Originally from Vietnam, Pham was a jovial presence behind the bar at Mekong, where he worked for nearly 10 years at the epicenter of Richmond’s burgeoning beer scene. When regular customers stopped by, he’d slip a beer in front of them, leading to a guessing game of what he had poured. Outside of the restaurant, Pham and his wife had two young daughters and were active in the local Vietnamese community. In recent years, he had begun cycling seriously and was participating in his first triathlon when he drowned. In July, The Veil Brewing Co. released a namesake beer in his honor — an imperial chocolate milk stout — with proceeds supporting his family.

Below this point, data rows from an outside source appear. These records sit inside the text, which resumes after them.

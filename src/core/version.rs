use regex::Regex;
use serde::Serialize;
use std::fmt;
use std::str::FromStr;

use crate::error::{Error, Result};

/// Baseline used whenever the current version cannot be parsed.
pub const FALLBACK_VERSION: &str = "1.0.0";

#[derive(Debug, Clone, Copy, PartialEq, Eq, Serialize)]
#[serde(rename_all = "lowercase")]
pub enum ReleaseKind {
    Patch,
    Minor,
    Major,
}

impl ReleaseKind {
    pub fn as_str(&self) -> &'static str {
        match self {
            ReleaseKind::Patch => "patch",
            ReleaseKind::Minor => "minor",
            ReleaseKind::Major => "major",
        }
    }

    /// Capitalized form used in default titles and notes.
    pub fn label(&self) -> &'static str {
        match self {
            ReleaseKind::Patch => "Patch",
            ReleaseKind::Minor => "Minor",
            ReleaseKind::Major => "Major",
        }
    }
}

impl fmt::Display for ReleaseKind {
    fn fmt(&self, f: &mut fmt::Formatter<'_>) -> fmt::Result {
        f.write_str(self.as_str())
    }
}

impl FromStr for ReleaseKind {
    type Err = Error;

    fn from_str(s: &str) -> Result<Self> {
        match s.trim().to_lowercase().as_str() {
            "patch" => Ok(ReleaseKind::Patch),
            "minor" => Ok(ReleaseKind::Minor),
            "major" => Ok(ReleaseKind::Major),
            _ => Err(Error::validation_invalid_argument(
                "kind",
                format!("Unknown release kind '{}'", s),
                Some(s.to_string()),
                Some(vec!["patch".into(), "minor".into(), "major".into()]),
            )),
        }
    }
}

/// Increment semver version.
/// bump_type: "patch", "minor", or "major"
pub fn increment_version(version: &str, bump_type: &str) -> Option<String> {
    let parts: Vec<&str> = version.trim().split('.').collect();
    if parts.len() != 3 {
        return None;
    }

    let major: u32 = parts[0].parse().ok()?;
    let minor: u32 = parts[1].parse().ok()?;
    let patch: u32 = parts[2].parse().ok()?;

    let (new_major, new_minor, new_patch) = match bump_type {
        "patch" => (major, minor, patch.checked_add(1)?),
        "minor" => (major, minor.checked_add(1)?, 0),
        "major" => (major.checked_add(1)?, 0, 0),
        _ => return None,
    };

    Some(format!("{}.{}.{}", new_major, new_minor, new_patch))
}

/// Next version for a release. Malformed input yields [`FALLBACK_VERSION`].
pub fn calculate_new_version(current: &str, kind: ReleaseKind) -> String {
    increment_version(current, kind.as_str()).unwrap_or_else(|| FALLBACK_VERSION.to_string())
}

pub fn tag_for(version: &str) -> String {
    format!("v{}", version.trim().trim_start_matches('v'))
}

/// Extract `X.Y.Z` from a tag such as `v1.2.3`.
pub fn version_from_tag(tag: &str) -> Option<String> {
    let re = Regex::new(r"^v?(\d+\.\d+\.\d+)$").ok()?;
    re.captures(tag.trim())
        .and_then(|caps| caps.get(1))
        .map(|m| m.as_str().to_string())
}

#[derive(Debug, Clone, Serialize)]
pub struct BumpOutput {
    pub current: String,
    pub kind: ReleaseKind,
    pub new_version: String,
    pub tag: String,
    /// True when `current` was malformed and the baseline was used.
    pub fell_back: bool,
}

pub fn bump(current: &str, kind: ReleaseKind) -> BumpOutput {
    let bumped = increment_version(current, kind.as_str());
    let fell_back = bumped.is_none();
    let new_version = bumped.unwrap_or_else(|| FALLBACK_VERSION.to_string());
    BumpOutput {
        current: current.to_string(),
        kind,
        tag: tag_for(&new_version),
        new_version,
        fell_back,
    }
}

#[cfg(test)]
mod tests {
    use super::*;

    #[test]
    fn bumps_each_component() {
        assert_eq!(calculate_new_version("1.2.3", ReleaseKind::Patch), "1.2.4");
        assert_eq!(calculate_new_version("1.2.3", ReleaseKind::Minor), "1.3.0");
        assert_eq!(calculate_new_version("1.2.3", ReleaseKind::Major), "2.0.0");
    }

    #[test]
    fn malformed_versions_fail_closed() {
        for bad in ["abc", "1.2", "1.2.3.4", "", "Unknown", "1.x.3", "-1.0.0"] {
            assert_eq!(calculate_new_version(bad, ReleaseKind::Patch), FALLBACK_VERSION, "{bad}");
        }
    }

    #[test]
    fn overflow_fails_closed() {
        let max = format!("1.2.{}", u32::MAX);
        assert_eq!(calculate_new_version(&max, ReleaseKind::Patch), FALLBACK_VERSION);
    }

    #[test]
    fn kind_parses_case_insensitively() {
        assert_eq!("Minor".parse::<ReleaseKind>().unwrap(), ReleaseKind::Minor);
        assert!("hotfix".parse::<ReleaseKind>().is_err());
    }

    #[test]
    fn tags_round_trip_through_versions() {
        assert_eq!(tag_for("1.4.0"), "v1.4.0");
        assert_eq!(tag_for("v1.4.0"), "v1.4.0");
        assert_eq!(version_from_tag("v1.4.0").as_deref(), Some("1.4.0"));
        assert_eq!(version_from_tag("release-7"), None);
    }

    #[test]
    fn bump_reports_fallback() {
        let out = bump("abc", ReleaseKind::Patch);
        assert!(out.fell_back);
        assert_eq!(out.tag, "v1.0.0");
        assert!(!bump("0.9.9", ReleaseKind::Minor).fell_back);
    }
}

When Myrick was diagnosed with stage 4 colorectal cancer at age 36 in 2016, the former Hanover County teacher was determined to share her journey in an effort to educate others. She did this through a blog, titled Peg’s Cancer Journey, and through advocacy with various organizations. Her blog offers an unflinching look at the experience from diagnosis to hospice, with the detail and humor her friends and family saw in her life and work. At its base, Myrick’s message was simple: Pay attention to the signs and get tested. In May, U.S. Rep. Abigail Spanberger, D-7th District, delivered a short speech on the House floor televised by C-SPAN, calling Myrick a friend and role model.
S. Buford Scott
Regarded as a classic Southern gentleman, Scott was a business executive, philanthropist and dedicated University of Virginia alumnus and fan. The longtime chairman of the BB&T Scott & Stringfellow brokerage and investment banking firm told this magazine several years ago that what he loves about Richmond is “that we have so many people who are really interested in seeing that the town not only survives but thrives.” With his leadership in organizations such as the Virginia Mentoring Partnership, the Micah partnership, Elk Hill Farm and the Richmond Community of Caring, he certainly fit that description.
Sara Belle November
Her passing felt like the end of an era for a certain type of gentility and patronage of the arts. A graduate of Randolph-Macon Woman’s College, the Georgia native embarked on a 40-year medical career and a 67-year marriage to Neilson Jay “Neil” November. The kind of influence the couple had on Richmond’s arts scene — including the naming of seven theaters after them — would be difficult to repeat. Sara Belle had been an actress in her early days, often performing in Gilbert and Sullivan operettas, and by all accounts, Neil loved to honor her passion.